Fig. 1 |. SPTBN1 variants found in individuals with neurodevelopmental disorders.

a, Schematic representation of functional domains of βII-spectrin. CH1, calponin homology domain 1 (teal); CH2, calponin homology domain 2 (red); SR, spectrin repeat (green); PH, pleckstrin homology domain (purple). The locations of SPTBN1 variants are indicated. b, Alignment of protein sequences for βII-spectrin and orthologs show that missense variants identified in affected individuals in this study are located at highly conserved residues across species from humans to Drosophila. Accession numbers: human (Homo Sapiens, NP_003119.2), chimp (Pan troglodytes, XP_001154155.1), mouse (Mus musculus, NP_787030.2), frog (Xenopus tropicalis, NP_001362280.1), zebrafish (Danio rerio, XP_009304586.2), worm (C. elegans, NP_001024053.2), fly (Drosophila melanogaster, NP_001259660.1). The position of SPTBN1 variants analyzed in the sequenced of human βII-spectrin is shown for reference. c, Photos of individuals with SPTBN1 variants.

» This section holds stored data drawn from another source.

use super::opcode::OpCode;

pub fn get_opcode_name(opcode: &OpCode) -> String {
  match opcode {
    OpCode::Invalid => "invalid",

    // single-byte
    OpCode::Ret => "ret",
    OpCode::RetFactory => "retfactory",
    OpCode::Mul => "mul",
    OpCode::PushZero => "pushzero",
    OpCode::Add => "add",
    OpCode::Sub => "sub",
    OpCode::Div => "div",
    OpCode::Mod => "mod",
    OpCode::Inv => "inv",
    OpCode::JoinStr => "joinstr",
    OpCode::JoinPadStr => "joinpadstr",
    OpCode::Lt => "lt",
    OpCode::LtEq => "lteq",
    OpCode::NtEq => "nteq",
    OpCode::Eq => "eq",
    OpCode::Gt => "gt",
    OpCode::GtEq => "gteq",
    OpCode::And => "and",
    OpCode::Or => "or",
    OpCode::Not => "not",
    OpCode::ContainsStr => "containsstr",
    OpCode::Contains0Str => "contains0str",
    OpCode::GetChunk => "getchunk",
    OpCode::HiliteChunk => "hilitechunk",
    OpCode::OntoSpr => "ontospr",
    OpCode::IntoSpr => "intospr",
    OpCode::GetField => "getfield",
    OpCode::StartTell => "starttell",
    OpCode::EndTell => "endtell",
    OpCode::PushList => "pushlist",
    OpCode::PushPropList => "pushproplist",
    OpCode::Swap => "swap",
    OpCode::CallJavaScript => "calljavascript",

    // multi-byte
    OpCode::PushInt8 => "pushint8",
    OpCode::PushArgListNoRet => "pusharglistnoret",
    OpCode::PushArgList => "pusharglist",
    OpCode::PushCons => "pushcons",
    OpCode::PushSymb => "pushsymb",
    OpCode::PushVarRef => "pushvarref",
    OpCode::GetGlobal2 => "getglobal2",
    OpCode::GetGlobal => "getglobal",
    OpCode::GetProp => "getprop",
    OpCode::GetParam => "getparam",
    OpCode::GetLocal => "getlocal",
    OpCode::SetGlobal2 => "setglobal2",
    OpCode::SetGlobal => "setglobal",
    OpCode::SetProp => "setprop",
    OpCode::SetParam => "setparam",
    OpCode::SetLocal => "setlocal",
    OpCode::Jmp => "jmp",
    OpCode::EndRepeat => "endrepeat",
    OpCode::JmpIfZ => "jmpifz",
    OpCode::LocalCall => "localcall",
    OpCode::ExtCall => "extcall",
    OpCode::ObjCallV4 => "objcallv4",
    OpCode::Put => "put",
    OpCode::PutChunk => "putchunk",
    OpCode::DeleteChunk => "deletechunk",
    OpCode::Get => "get",
    OpCode::Set => "set",
    OpCode::GetMovieProp => "getmovieprop",
    OpCode::SetMovieProp => "setmovieprop",
    OpCode::GetObjProp => "getobjprop",
    OpCode::SetObjProp => "setobjprop",
    OpCode::TellCall => "tellcall",
    OpCode::Peek => "peek",
    OpCode::Pop => "pop",
    OpCode::TheBuiltin => "thebuiltin",
    OpCode::ObjCall => "objcall",
    OpCode::PushChunkVarRef => "pushchunkvarref",
    OpCode::PushInt16 => "pushint16",
    OpCode::PushInt32 => "pushint32",
    OpCode::GetChainedProp => "getchainedprop",
    OpCode::PushFloat32 => "pushfloat32",
    OpCode::GetTopLevelProp => "gettoplevelprop",
    OpCode::NewObj => "newobj",
  }
  .to_owned()
}

/// Normalizes the raw opcode byte the way `HandlerRecord::read_data` does
/// before looking up its name, so callers that only have the raw byte (e.g.
/// disassembly/trace output) get the same name the decoder would have used.
pub fn opcode_name_for_raw_byte(raw: u16) -> String {
  let normalized = if raw >= 0x40 { 0x40 + raw % 0x40 } else { raw };
  match OpCode::try_from_u16(normalized) {
    Some(opcode) => get_opcode_name(&opcode),
    None => format!("unk0x{:02x}", raw),
  }
}

pub fn get_anim_prop_name(name_id: u16) -> String {
  match name_id {
    0x01 => "beepOn",
    0x02 => "buttonStyle",
    0x03 => "centerStage",
    0x04 => "checkBoxAccess",
    0x05 => "checkboxType",
    0x06 => "colorDepth",
    0x07 => "colorQD",
    0x08 => "exitLock",
    0x09 => "fixStageSize",
    0x0a => "fullColorPermit",
    0x0b => "imageDirect",
    0x0c => "doubleClick",
    0x0d => "key",
    0x0e => "lastClick",
    0x0f => "lastEvent",
    0x10 => "keyCode",
    0x11 => "lastKey",
    0x12 => "lastRoll",
    0x13 => "timeoutLapsed",
    0x14 => "multiSound",
    0x15 => "pauseState",
    0x16 => "quickTimePresent",
    0x17 => "selEnd",
    0x18 => "selStart",
    0x19 => "soundEnabled",
    0x1a => "soundLevel",
    0x1b => "stageColor",
    // 0x1c indicates dontPassEvent was called.
    // It doesn't seem to have a Lingo-accessible name.
    0x1d => "switchColorDepth",
    0x1e => "timeoutKeyDown",
    0x1f => "timeoutLength",
    0x20 => "timeoutMouse",
    0x21 => "timeoutPlay",
    0x22 => "timer",
    0x23 => "preLoadRAM",
    0x24 => "videoForWindowsPresent",
    0x25 => "netPresent",
    0x26 => "safePlayer",
    0x27 => "soundKeepDevice",
    0x28 => "soundMixMedia",
    _ => "",
  }
  .to_owned()
}

pub fn get_anim2_prop_name(name_id: u16) -> String {
  match name_id {
    0x01 => "perFramework",
    0x02 => "number of castMembers",
    0x03 => "number of menus",
    0x04 => "number of castLibs",
    0x05 => "number of xtras",
    _ => "",
  }
  .to_owned()
}

pub fn get_movie_prop_name(name_id: u16) -> String {
  match name_id {
    0x00 => "floatPrecision",
    0x01 => "mouseDownScript",
    0x02 => "mouseUpScript",
    0x03 => "keyDownScript",
    0x04 => "keyUpScript",
    0x05 => "timeoutScript",
    0x06 => "short time",
    0x07 => "abbr time",
    0x08 => "long time",
    0x09 => "short date",
    0x0a => "abbr date",
    0x0b => "long date",
    _ => "",
  }
  .to_owned()
}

Ages at the time of photograph are: P8, 7y8m; P9, 16y; P12, 11y; P13, 6y; P21 left, unknown; P21 right, 11y; P22, 15y; P28, 3y11m. d, Examples of brain MRI findings: diffuse cerebral parenchymal volume loss (L>R) and asymmetric appearance of hippocampi (P1, acquired at <1y), white matter disease in the supratentorial and infratentorial regions (P18, acquired at 7y), thinning of the posterior body of the corpus callosum without significant volume loss (P28, acquired at 10m).